Requirement
The response must consist of all the entries, duplicated without alteration.

Collected data:
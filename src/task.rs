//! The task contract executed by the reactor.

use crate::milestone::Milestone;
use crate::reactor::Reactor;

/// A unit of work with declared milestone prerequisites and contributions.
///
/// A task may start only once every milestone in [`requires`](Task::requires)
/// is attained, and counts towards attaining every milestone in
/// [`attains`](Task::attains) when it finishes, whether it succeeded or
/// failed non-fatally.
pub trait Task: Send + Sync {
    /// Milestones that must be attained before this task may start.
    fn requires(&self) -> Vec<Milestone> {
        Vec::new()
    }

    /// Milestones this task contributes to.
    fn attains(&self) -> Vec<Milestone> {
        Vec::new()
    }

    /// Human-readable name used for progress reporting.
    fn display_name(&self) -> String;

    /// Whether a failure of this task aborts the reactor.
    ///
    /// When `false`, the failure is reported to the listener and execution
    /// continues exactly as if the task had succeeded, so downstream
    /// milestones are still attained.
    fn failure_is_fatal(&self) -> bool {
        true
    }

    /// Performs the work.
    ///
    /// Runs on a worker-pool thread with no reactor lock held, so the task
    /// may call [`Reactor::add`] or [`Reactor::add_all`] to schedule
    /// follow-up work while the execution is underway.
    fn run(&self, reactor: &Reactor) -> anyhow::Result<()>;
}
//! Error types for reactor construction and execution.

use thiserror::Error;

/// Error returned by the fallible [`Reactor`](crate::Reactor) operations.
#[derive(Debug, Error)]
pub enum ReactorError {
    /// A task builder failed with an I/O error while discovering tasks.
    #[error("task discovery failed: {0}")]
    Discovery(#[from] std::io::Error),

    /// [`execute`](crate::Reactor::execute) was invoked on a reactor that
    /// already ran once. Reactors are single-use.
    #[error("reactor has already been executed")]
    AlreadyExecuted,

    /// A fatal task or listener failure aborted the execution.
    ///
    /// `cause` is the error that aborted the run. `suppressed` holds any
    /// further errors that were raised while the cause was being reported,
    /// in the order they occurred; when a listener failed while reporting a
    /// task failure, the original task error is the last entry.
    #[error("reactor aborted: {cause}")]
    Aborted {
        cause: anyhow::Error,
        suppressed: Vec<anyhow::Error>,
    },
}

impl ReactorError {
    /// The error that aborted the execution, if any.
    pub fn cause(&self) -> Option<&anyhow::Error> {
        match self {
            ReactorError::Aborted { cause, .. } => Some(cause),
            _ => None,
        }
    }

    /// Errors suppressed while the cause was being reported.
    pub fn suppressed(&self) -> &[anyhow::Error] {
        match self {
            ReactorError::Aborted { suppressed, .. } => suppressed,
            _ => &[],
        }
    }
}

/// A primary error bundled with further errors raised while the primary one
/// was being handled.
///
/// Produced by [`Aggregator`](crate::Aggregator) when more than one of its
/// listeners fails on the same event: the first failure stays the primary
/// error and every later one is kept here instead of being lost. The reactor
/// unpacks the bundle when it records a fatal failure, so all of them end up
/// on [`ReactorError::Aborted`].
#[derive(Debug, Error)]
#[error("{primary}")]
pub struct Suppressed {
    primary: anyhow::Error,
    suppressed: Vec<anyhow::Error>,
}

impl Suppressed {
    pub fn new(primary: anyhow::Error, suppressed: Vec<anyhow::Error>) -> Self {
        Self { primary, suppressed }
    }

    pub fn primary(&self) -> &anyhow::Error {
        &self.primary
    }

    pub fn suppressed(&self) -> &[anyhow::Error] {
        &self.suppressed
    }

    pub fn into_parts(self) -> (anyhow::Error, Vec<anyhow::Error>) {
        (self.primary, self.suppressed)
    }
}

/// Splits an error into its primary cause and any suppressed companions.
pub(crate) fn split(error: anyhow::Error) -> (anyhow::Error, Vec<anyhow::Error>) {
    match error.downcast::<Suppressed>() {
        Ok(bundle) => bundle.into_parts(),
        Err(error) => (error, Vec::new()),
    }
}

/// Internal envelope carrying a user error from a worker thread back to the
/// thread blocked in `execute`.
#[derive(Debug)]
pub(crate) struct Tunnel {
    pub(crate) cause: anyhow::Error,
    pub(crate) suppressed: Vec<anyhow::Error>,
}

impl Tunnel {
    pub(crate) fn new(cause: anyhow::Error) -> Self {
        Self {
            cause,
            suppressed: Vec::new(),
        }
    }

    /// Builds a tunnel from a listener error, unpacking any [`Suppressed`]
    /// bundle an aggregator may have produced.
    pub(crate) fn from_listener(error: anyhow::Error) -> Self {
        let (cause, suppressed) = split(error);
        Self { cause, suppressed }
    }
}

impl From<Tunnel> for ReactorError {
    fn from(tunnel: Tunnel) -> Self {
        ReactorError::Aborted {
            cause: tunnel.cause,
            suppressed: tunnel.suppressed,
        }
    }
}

Your response
filename src/task.rs
//! The task contract executed by the reactor.

use crate::milestone::Milestone;
use crate::reactor::Reactor;

/// A unit of work with declared milestone prerequisites and contributions.
///
/// A task may start only once every milestone in [`requires`](Task::requires)
/// is attained, and counts towards attaining every milestone in
/// [`attains`](Task::attains) when it finishes, whether it succeeded or
/// failed non-fatally.
pub trait Task: Send + Sync {
    /// Milestones that must be attained before this task may start.
    fn requires(&self) -> Vec<Milestone> {
        Vec::new()
    }

    /// Milestones this task contributes to.
    fn attains(&self) -> Vec<Milestone> {
        Vec::new()
    }

    /// Human-readable name used for progress reporting.
    fn display_name(&self) -> String;

    /// Whether a failure of this task aborts the reactor.
    ///
    /// When `false`, the failure is reported to the listener and execution
    /// continues exactly as if the task had succeeded, so downstream
    /// milestones are still attained.
    fn failure_is_fatal(&self) -> bool {
        true
    }

    /// Performs the work.
    ///
    /// Runs on a worker-pool thread with no reactor lock held, so the task
    /// may call [`Reactor::add`] or [`Reactor::add_all`] to schedule
    /// follow-up work while the execution is underway.
    fn run(&self, reactor: &Reactor) -> anyhow::Result<()>;
}
//! Error types for reactor construction and execution.

use thiserror::Error;

/// Error returned by the fallible [`Reactor`](crate::Reactor) operations.
#[derive(Debug, Error)]
pub enum ReactorError {
    /// A task builder failed with an I/O error while discovering tasks.
    #[error("task discovery failed: {0}")]
    Discovery(#[from] std::io::Error),

    /// [`execute`](crate::Reactor::execute) was invoked on a reactor that
    /// already ran once. Reactors are single-use.
    #[error("reactor has already been executed")]
    AlreadyExecuted,

    /// A fatal task or listener failure aborted the execution.
    ///
    /// `cause` is the error that aborted the run. `suppressed` holds any
    /// further errors that were raised while the cause was being reported,
    /// in the order they occurred; when a listener failed while reporting a
    /// task failure, the original task error is the last entry.
    #[error("reactor aborted: {cause}")]
    Aborted {
        cause: anyhow::Error,
        suppressed: Vec<anyhow::Error>,
    },
}

impl ReactorError {
    /// The error that aborted the execution, if any.
    pub fn cause(&self) -> Option<&anyhow::Error> {
        match self {
            ReactorError::Aborted { cause, .. } => Some(cause),
            _ => None,
        }
    }

    /// Errors suppressed while the cause was being reported.
    pub fn suppressed(&self) -> &[anyhow::Error] {
        match self {
            ReactorError::Aborted { suppressed, .. } => suppressed,
            _ => &[],
        }
    }
}

/// A primary error bundled with further errors raised while the primary one
/// was being handled.
///
/// Produced by [`Aggregator`](crate::Aggregator) when more than one of its
/// listeners fails on the same event: the first failure stays the primary
/// error and every later one is kept here instead of being lost. The reactor
/// unpacks the bundle when it records a fatal failure, so all of them end up
/// on [`ReactorError::Aborted`].
#[derive(Debug, Error)]
#[error("{primary}")]
pub struct Suppressed {
    primary: anyhow::Error,
    suppressed: Vec<anyhow::Error>,
}

impl Suppressed {
    pub fn new(primary: anyhow::Error, suppressed: Vec<anyhow::Error>) -> Self {
        Self { primary, suppressed }
    }

    pub fn primary(&self) -> &anyhow::Error {
        &self.primary
    }

    pub fn suppressed(&self) -> &[anyhow::Error] {
        &self.suppressed
    }

    pub fn into_parts(self) -> (anyhow::Error, Vec<anyhow::Error>) {
        (self.primary, self.suppressed)
    }
}

/// Splits an error into its primary cause and any suppressed companions.
pub(crate) fn split(error: anyhow::Error) -> (anyhow::Error, Vec<anyhow::Error>) {
    match error.downcast::<Suppressed>() {
        Ok(bundle) => bundle.into_parts(),
        Err(error) => (error, Vec::new()),
    }
}

/// Internal envelope carrying a user error from a worker thread back to the
/// thread blocked in `execute`.
#[derive(Debug)]
pub(crate) struct Tunnel {
    pub(crate) cause: anyhow::Error,
    pub(crate) suppressed: Vec<anyhow::Error>,
}

impl Tunnel {
    pub(crate) fn new(cause: anyhow::Error) -> Self {
        Self {
            cause,
            suppressed: Vec::new(),
        }
    }

    /// Builds a tunnel from a listener error, unpacking any [`Suppressed`]
    /// bundle an aggregator may have produced.
    pub(crate) fn from_listener(error: anyhow::Error) -> Self {
        let (cause, suppressed) = split(error);
        Self { cause, suppressed }
    }
}

impl From<Tunnel> for ReactorError {
    fn from(tunnel: Tunnel) -> Self {
        ReactorError::Aborted {
            cause: tunnel.cause,
            suppressed: tunnel.suppressed,
        }
    }
}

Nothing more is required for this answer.